Transposição: Servidores de Rondônia estão em desvantagem nas portarias de revisão de enquadramento da CEEXT

Servidores continuam sendo prejudicados pela falta de interesse na causa pela bancada federal

Aumenta a decepção de quase três mil servidores de nível auxiliar de Rondônia transpostos para o quadro da administração federal há mais de 10 anos. Vale lembrar que em outubro de 2025 o presidente da Comissão junto com outro integrante do MGI viajou à capital Porto Velho e eles se reuniram com as categorias de nível auxiliar e lideranças sindicais e lá firmaram o compromisso pela rápida reclassificação para o nível intermediário. Mas o discurso bonito revelou-se apenas em nefasta retórica.

O mês junho avança para o seu fim e a promessa de celeridade dos representantes do Ministério foi jogada as calendas sem nenhuma explicação.

Fato é que em 04 de julho tem início o período de defeso eleitoral, quando a administração pública ficará proibida de praticar atos administrativos como: concessão de benefícios, nomeação, contratação, demissão sem justa causa, transferência ou remoção de servidores públicos nos três meses que antecedem o pleito até a posse dos eleitos, ou seja, a administração pública ficará paralisada durante seis meses. Para os servidores de Rondônia esse contexto de “hibernação” representa uma fase angustiante, haja vista que a correção do nível auxiliar iniciou em 2025 e no final deste mês, menos de 10% terão o nome em portaria com a correção para o nível intermediário.

As pessoas enquadradas em Roraima também têm amargado números reduzidos nas atas e portarias e o grande campeão tem sido o estado do Amapá que ganha de goleada na quantidade de processos publicados semanalmente e também nas portarias. Essa diferença e discriminação deveria ter uma explicação do MGI, já que fica no ar um certo cheiro de “manipulação política” que mobiliza a Comissão para o atendimento preferencial a um estado, em desfavor dos outros dois.

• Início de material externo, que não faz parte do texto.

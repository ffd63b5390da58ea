use std::collections::BTreeMap;
use std::sync::Arc;
use std::time::Duration;

use parking_lot::{Condvar, Mutex};

use crate::device::DeviceState;
use crate::error::EventCode;

/// Event ids carried by [`SessionListener::on_event`].
pub mod event {
    /// Consult data (session properties JSON) for an unpaired peer.
    pub const CONSULT_DATA: i32 = 1;
    /// Cast mode changed: `{"castMode":"stream","fromPeer":true}`.
    pub const CAST_MODE: i32 = 2;
    /// Stream action from the peer: the action JSON as sent.
    pub const STREAM_ACTION: i32 = 3;
    /// Peer finished rendering the first frame.
    pub const RENDER_READY: i32 = 4;
    /// Remote-control input from the peer: `{"data":"<base64>"}`.
    pub const REMOTE_CONTROL: i32 = 5;
}

/// Upper-layer observer of a session.
pub trait SessionListener: Send + Sync {
    fn on_device_state(&self, state: DeviceState, device_id: &str, event_code: EventCode);
    fn on_event(&self, event_id: i32, json: &str);
}

/// Registered listeners keyed by process id.
///
/// Notifications go to every listener; late registrations see no replay.
#[derive(Default)]
pub struct ListenerRegistry {
    listeners: Mutex<BTreeMap<u32, Arc<dyn SessionListener>>>,
    registered: Condvar,
}

impl ListenerRegistry {
    pub fn new() -> Self {
        Self::default()
    }

    /// Register or replace the listener for `pid`.
    pub fn register(&self, pid: u32, listener: Arc<dyn SessionListener>) {
        self.listeners.lock().insert(pid, listener);
        self.registered.notify_all();
        tracing::debug!(pid, "session listener registered");
    }

    pub fn unregister(&self, pid: u32) -> bool {
        let removed = self.listeners.lock().remove(&pid).is_some();
        if removed {
            tracing::debug!(pid, "session listener unregistered");
        }
        removed
    }

    pub fn is_empty(&self) -> bool {
        self.listeners.lock().is_empty()
    }

    /// Wait up to `timeout` for at least one listener.
    pub fn wait_for_listener(&self, timeout: Duration) -> bool {
        let mut listeners = self.listeners.lock();
        if listeners.is_empty() {
            self.registered
                .wait_while_for(&mut listeners, |l| l.is_empty(), timeout);
        }
        !listeners.is_empty()
    }

    fn snapshot(&self) -> Vec<Arc<dyn SessionListener>> {
        self.listeners.lock().values().cloned().collect()
    }

    pub fn notify_device_state(&self, state: DeviceState, device_id: &str, event_code: EventCode) {
        tracing::info!(device_id, %state, event_code = event_code.code(), "device state");
        for listener in self.snapshot() {
            listener.on_device_state(state, device_id, event_code);
        }
    }

    pub fn notify_event(&self, event_id: i32, json: &str) {
        tracing::debug!(event_id, "session event");
        for listener in self.snapshot() {
            listener.on_event(event_id, json);
        }
    }
}

#[cfg(test)]
mod tests {
    use super::*;
    use std::thread;

    #[derive(Default)]
    struct Counter(Mutex<Vec<String>>);

    impl SessionListener for Counter {
        fn on_device_state(&self, state: DeviceState, device_id: &str, _event_code: EventCode) {
            self.0.lock().push(format!("{device_id} {state}"));
        }
        fn on_event(&self, event_id: i32, _json: &str) {
            self.0.lock().push(format!("event {event_id}"));
        }
    }

    #[test]
    fn fan_out_reaches_every_listener_without_replay() {
        let registry = ListenerRegistry::new();
        let first = Arc::new(Counter::default());
        let second = Arc::new(Counter::default());

        registry.register(1, first.clone());
        registry.notify_device_state(DeviceState::Connecting, "tv", EventCode::None);
        registry.register(2, second.clone());
        registry.notify_event(event::RENDER_READY, "{}");

        assert_eq!(*first.0.lock(), vec!["tv connecting", "event 4"]);
        assert_eq!(*second.0.lock(), vec!["event 4"]);
        assert!(registry.unregister(2));
        assert!(!registry.unregister(2));
    }

    #[test]
    fn wait_returns_once_a_listener_arrives() {
        let registry = Arc::new(ListenerRegistry::new());
        assert!(!registry.wait_for_listener(Duration::from_millis(10)));

        let registrar = {
            let registry = registry.clone();
            thread::spawn(move || {
                thread::sleep(Duration::from_millis(10));
                registry.register(9, Arc::new(Counter::default()));
            })
        };
        assert!(registry.wait_for_listener(Duration::from_secs(2)));
        registrar.join().unwrap();
    }
}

Do ponto de vista técnico e legal essa reclassificação é uma pauta prioritária dos servidores de Rondônia, que são todos estatutários regidos pela Lei 8.112 de 1990, ou seja, eles estão totalmente amparados pela decisão do TCU, que decidiu em Acórdão que o artigo 5º da Lei 8.460/92 se aplica para os servidores ativos, aposentados e pensionistas ocupantes de cargos públicos estatutários.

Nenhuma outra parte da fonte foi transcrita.